On Sun, Nov 01, 2009 at 11:58:10AM -0500, erik quanstrom wrote:
> On Sun Nov  1 11:55:47 EST 2009, [email protected] wrote:
> > Also, D is not compiled in kernel. The dtrace utility compiles the D
> > script, and the script goes through some sanity checking in the D
> > compiler. The bytecode is sent to the kernel to execute. There are
> > some in-kernel safety guarantees -- for instance, a D script causing a
> > nil ptr deref in kernel obviously shouldn't (and does not) cause the
> > system to panic.
> 
> that wasn't my main concern.
> 
> there are many interrupt routines that depend on
> the exact sequence of events and probing  is likely
> to wreck havoc.

D is not able (AFAIK, anyway... the design seems like it oughtn't be) to
change the externally observable sequence of events to hardare.  It may of
course change the timing of those events, but that's often less of an issue.
If you don't disable safety (as root, you can, AIUI) DTrace writes only to
its own logs, even if it can read almost everything.
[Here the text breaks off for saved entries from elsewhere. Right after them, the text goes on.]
// Copyright (c) 2025, Jason Jenkins
// SPDX-License-Identifier: BSD-3-Clause

//! Application settings.
//!
//! Settings are read once at startup from the file named by `SPATIA_CONFIG`,
//! or from `spatia.yaml` in the working directory. Every field has a default,
//! so a partial file only overrides what it names.

use crate::io::service::{CommandService, DetectionService, ReplayService};
use crate::models::annotation::Rgb;
use crate::util::mask::MASK_OPACITY;
use anyhow::{bail, Context, Result};
use serde::{Deserialize, Serialize};
use std::path::{Path, PathBuf};
use std::sync::Arc;

/// Environment variable naming an explicit settings file.
pub const CONFIG_ENV: &str = "SPATIA_CONFIG";

/// Settings file looked up in the working directory.
pub const DEFAULT_CONFIG_FILE: &str = "spatia.yaml";

/// Freehand stroke colors offered in the palette.
pub const STROKE_COLORS: [Rgb; 8] = [
    [0, 0, 0],
    [255, 255, 255],
    [213, 40, 40],
    [250, 123, 23],
    [240, 186, 17],
    [8, 161, 72],
    [26, 115, 232],
    [161, 66, 244],
];

/// Which transport answers detection requests.
#[derive(Debug, Clone, PartialEq, Eq, Serialize, Deserialize, Default)]
#[serde(tag = "kind", rename_all = "snake_case")]
pub enum ServiceSettings {
    /// No service; responses can still be loaded from files.
    #[default]
    None,
    /// Canned responses, one `<detect type>.json` per type.
    Replay { directory: PathBuf },
    /// External program reading the request on stdin.
    Command {
        program: String,
        #[serde(default)]
        args: Vec<String>,
    },
}

impl ServiceSettings {
    pub fn build(&self) -> Option<Arc<dyn DetectionService>> {
        match self {
            ServiceSettings::None => None,
            ServiceSettings::Replay { directory } => {
                Some(Arc::new(ReplayService::new(directory.clone())))
            }
            ServiceSettings::Command { program, args } => {
                Some(Arc::new(CommandService::new(program.clone(), args.clone())))
            }
        }
    }

    pub fn describe(&self) -> String {
        match self {
            ServiceSettings::None => "none".to_string(),
            ServiceSettings::Replay { directory } => format!("replay ({})", directory.display()),
            ServiceSettings::Command { program, .. } => format!("command ({program})"),
        }
    }
}

#[derive(Debug, Clone, PartialEq, Serialize, Deserialize)]
#[serde(default)]
pub struct Settings {
    /// Initial field of view for 3D boxes, in degrees.
    pub fov_degrees: f64,
    /// Sampling temperature sent with each request.
    pub temperature: f32,
    /// Stroke diameter in screen pixels.
    pub stroke_size: f64,
    /// Longest side of the uploaded frame.
    pub max_upload_dim: u32,
    pub mask_opacity: f32,
    pub stroke_palette: Vec<Rgb>,
    pub service: ServiceSettings,
}

impl Default for Settings {
    fn default() -> Self {
        Self {
            fov_degrees: 60.0,
            temperature: 0.5,
            stroke_size: 8.0,
            max_upload_dim: 640,
            mask_opacity: MASK_OPACITY,
            stroke_palette: STROKE_COLORS.to_vec(),
            service: ServiceSettings::None,
        }
    }
}

impl Settings {
    /// Read settings from a YAML or JSON file, chosen by extension.
    pub fn load_from_path<P: AsRef<Path>>(path: P) -> Result<Self> {
        let path = path.as_ref();
        let text = std::fs::read_to_string(path)
            .with_context(|| format!("failed to read settings file {}", path.display()))?;
        let extension = path.extension().and_then(|s| s.to_str());
        let settings: Settings = match extension {
            Some("yaml") | Some("yml") => serde_yaml::from_str(&text)
                .with_context(|| format!("failed to parse settings YAML at {}", path.display()))?,
            Some("json") => serde_json::from_str(&text)
                .with_context(|| format!("failed to parse settings JSON at {}", path.display()))?,
            _ => bail!("unsupported settings file extension: {:?}", extension),
        };
        settings.validate()?;
        Ok(settings)
    }

    fn validate(&self) -> Result<()> {
        if self.max_upload_dim == 0 {
            bail!("max_upload_dim must be positive");
        }
        if self.stroke_size.is_nan() || self.stroke_size <= 0.0 {
            bail!("stroke_size must be positive");
        }
        if self.stroke_palette.is_empty() {
            bail!("stroke_palette must contain at least one color");
        }
        Ok(())
    }

    /// The settings file in effect, if any.
    pub fn locate() -> Option<PathBuf> {
        match std::env::var_os(CONFIG_ENV) {
            Some(path) => Some(PathBuf::from(path)),
            None => {
                let path = PathBuf::from(DEFAULT_CONFIG_FILE);
                path.exists().then_some(path)
            }
        }
    }

    /// Load settings for startup, falling back to defaults on any problem.
    pub fn load_or_default() -> Self {
        let Some(path) = Self::locate() else {
            log::info!("No settings file found, using defaults");
            return Self::default();
        };
        match Self::load_from_path(&path) {
            Ok(settings) => {
                log::info!("Loaded settings from {}", path.display());
                settings
            }
            Err(e) => {
                log::warn!("Ignoring settings: {:#}", e);
                Self::default()
            }
        }
    }

    /// FOV clamped to the slider range.
    pub fn initial_fov(&self) -> f64 {
        self.fov_degrees.clamp(30.0, 120.0)
    }
}
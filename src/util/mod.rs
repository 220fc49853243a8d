// Copyright (c) 2025, Jason Jenkins
// SPDX-License-Identifier: BSD-3-Clause

//! Geometry, projection and raster helpers.

pub mod freehand;
pub mod geometry;
pub mod mask;
pub mod projection;
pub mod transform;
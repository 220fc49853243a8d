// Copyright (c) 2025, Jason Jenkins
// SPDX-License-Identifier: BSD-3-Clause

//! Overlay document serialization and deserialization.
//!
//! This module handles exporting and importing overlay documents in YAML
//! and JSON formats, selected by file extension.

use crate::models::document::OverlayDocument;
use anyhow::{bail, Context, Result};
use std::path::Path;

#[derive(Debug, Clone, Copy, PartialEq, Eq)]
pub enum DocumentFormat {
    Yaml,
    Json,
}

impl DocumentFormat {
    pub fn from_path(path: &Path) -> Result<Self> {
        let extension = path.extension().and_then(|s| s.to_str());
        match extension {
            Some("yaml") | Some("yml") => Ok(DocumentFormat::Yaml),
            Some("json") => Ok(DocumentFormat::Json),
            _ => bail!("Unsupported file extension: {:?}", extension),
        }
    }
}

/// Export an overlay document; the format follows the file extension.
pub fn export_document(data: &OverlayDocument, path: &Path) -> Result<()> {
    let text = match DocumentFormat::from_path(path)? {
        DocumentFormat::Yaml => serde_yaml::to_string(data)?,
        DocumentFormat::Json => serde_json::to_string_pretty(data)?,
    };
    std::fs::write(path, text).with_context(|| format!("Failed to write {}", path.display()))?;
    Ok(())
}

/// Import an overlay document; the format follows the file extension.
pub fn import_document(path: &Path) -> Result<OverlayDocument> {
    let format = DocumentFormat::from_path(path)?;
    let text = std::fs::read_to_string(path)
        .with_context(|| format!("Failed to read {}", path.display()))?;
    let data = match format {
        DocumentFormat::Yaml => serde_yaml::from_str(&text)?,
        DocumentFormat::Json => serde_json::from_str(&text)?,
    };
    Ok(data)
}
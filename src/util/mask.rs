// Copyright (c) 2025, Jason Jenkins
// SPDX-License-Identifier: BSD-3-Clause

//! Segmentation mask decoding and recoloring.

use crate::models::annotation::Rgb;
use crate::models::detection::DetectionBatch;
use anyhow::{Context, Result};
use base64::{engine::general_purpose, Engine as _};
use image::{DynamicImage, RgbaImage};

/// Opacity used when compositing a recolored mask over its box.
pub const MASK_OPACITY: f32 = 0.55;

/// Mask colors, cycled by mask index.
pub const SEGMENTATION_COLORS: [Rgb; 10] = [
    [0xE6, 0x19, 0x4B],
    [0x3C, 0x89, 0xD0],
    [0x3C, 0xB4, 0x4B],
    [0xFF, 0xE1, 0x19],
    [0x91, 0x1E, 0xB4],
    [0x42, 0xD4, 0xF4],
    [0xF5, 0x82, 0x31],
    [0xF0, 0x32, 0xE6],
    [0xBF, 0xEF, 0x45],
    [0x46, 0x99, 0x90],
];

pub fn segmentation_color(index: usize) -> Rgb {
    SEGMENTATION_COLORS[index % SEGMENTATION_COLORS.len()]
}

/// Decode a mask payload: a `data:image/...;base64,` URL or bare base64.
pub fn decode_mask(payload: &str) -> Result<DynamicImage> {
    let encoded = match payload.split_once(',') {
        Some((header, data)) if header.starts_with("data:") => data,
        _ => payload,
    };
    let bytes = general_purpose::STANDARD
        .decode(encoded.trim())
        .context("mask payload is not valid base64")?;
    image::load_from_memory(&bytes).context("mask payload is not a decodable image")
}

/// Paint every pixel with `color`, taking alpha from the source red channel.
///
/// Grayscale sources expand to equal RGB, so their luminance becomes alpha.
pub fn recolor_mask(mask: &DynamicImage, color: Rgb) -> RgbaImage {
    let mut pixels = mask.to_rgba8();
    for pixel in pixels.pixels_mut() {
        let alpha = pixel[0];
        pixel.0 = [color[0], color[1], color[2], alpha];
    }
    pixels
}

/// Decode and recolor in one step.
pub fn render_mask(payload: &str, index: usize) -> Result<RgbaImage> {
    let mask = decode_mask(payload)?;
    Ok(recolor_mask(&mask, segmentation_color(index)))
}

/// Render every mask of a batch, aligned with its records.
///
/// A payload that fails to decode yields `None`; its box and label are
/// still drawn. Non-mask batches yield an empty list.
pub fn render_batch_masks(batch: &DetectionBatch) -> Vec<Option<RgbaImage>> {
    let DetectionBatch::Masks(masks) = batch else {
        return Vec::new();
    };
    masks
        .iter()
        .enumerate()
        .map(|(index, mask)| match render_mask(&mask.mask, index) {
            Ok(image) => Some(image),
            Err(e) => {
                log::warn!("Skipping mask '{}': {:#}", mask.bounds.label, e);
                None
            }
        })
        .collect()
}

#[cfg(test)]
mod tests {
    use super::*;
    use image::{GrayImage, ImageFormat, Luma};
    use std::io::Cursor;

    fn png_data_url(image: &GrayImage) -> String {
        let mut bytes = Cursor::new(Vec::new());
        image.write_to(&mut bytes, ImageFormat::Png).unwrap();
        format!(
            "data:image/png;base64,{}",
            general_purpose::STANDARD.encode(bytes.into_inner())
        )
    }

    #[test]
    fn test_recolor_moves_red_into_alpha() {
        let mut gray = GrayImage::new(3, 2);
        gray.put_pixel(0, 0, Luma([255]));
        gray.put_pixel(1, 0, Luma([128]));

        let colored = recolor_mask(&DynamicImage::ImageLuma8(gray), [10, 20, 30]);
        assert_eq!(colored.dimensions(), (3, 2));
        assert_eq!(colored.get_pixel(0, 0).0, [10, 20, 30, 255]);
        assert_eq!(colored.get_pixel(1, 0).0, [10, 20, 30, 128]);
        assert_eq!(colored.get_pixel(2, 1).0, [10, 20, 30, 0]);
    }

    #[test]
    fn test_decode_data_url_and_bare_base64() {
        let mut gray = GrayImage::new(4, 4);
        gray.put_pixel(2, 2, Luma([200]));
        let url = png_data_url(&gray);

        let from_url = render_mask(&url, 0).unwrap();
        assert_eq!(from_url.get_pixel(2, 2).0, [0xE6, 0x19, 0x4B, 200]);

        let bare = url.split_once(',').unwrap().1;
        let from_bare = render_mask(bare, 11).unwrap();
        assert_eq!(from_bare.get_pixel(2, 2).0, [0x3C, 0x89, 0xD0, 200]);
    }

    #[test]
    fn test_batch_masks_keep_alignment() {
        use crate::models::detection::{Box2D, MaskBox};

        let record = |mask: String| MaskBox {
            bounds: Box2D {
                x: 0.0,
                y: 0.0,
                width: 0.5,
                height: 0.5,
                label: "m".to_string(),
            },
            mask,
        };
        let batch = DetectionBatch::Masks(vec![
            record("not base64 at all!".to_string()),
            record(png_data_url(&GrayImage::new(2, 2))),
        ]);

        let rendered = render_batch_masks(&batch);
        assert_eq!(rendered.len(), 2);
        assert!(rendered[0].is_none());
        assert_eq!(rendered[1].as_ref().unwrap().get_pixel(0, 0).0, [0x3C, 0x89, 0xD0, 0]);
        assert!(render_batch_masks(&DetectionBatch::Points(Vec::new())).is_empty());
    }

    #[test]
    fn test_decode_rejects_garbage() {
        assert!(decode_mask("data:image/png;base64,@@@").is_err());
        assert!(decode_mask("bm90IGFuIGltYWdl").is_err());
    }
}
> how do you prevent probes from reading read-to-clear
> registers?

DTrace has a notion of "toxic" regions of memory -- lists provided by
drivers -- which D is not allowed to access.  It is possible to get these
wrong, and that's a bug, just like it would be possible to get the driver
itself wrong.
 
> how do you know a probe in an irq routine won't set
> off a latent race?

AIUI since D bytecode is loop-free (it permits only forward branches, making
it trivially terminating), hooks run in non-preemptable context can safely
inherit non-preemption from their hooked context.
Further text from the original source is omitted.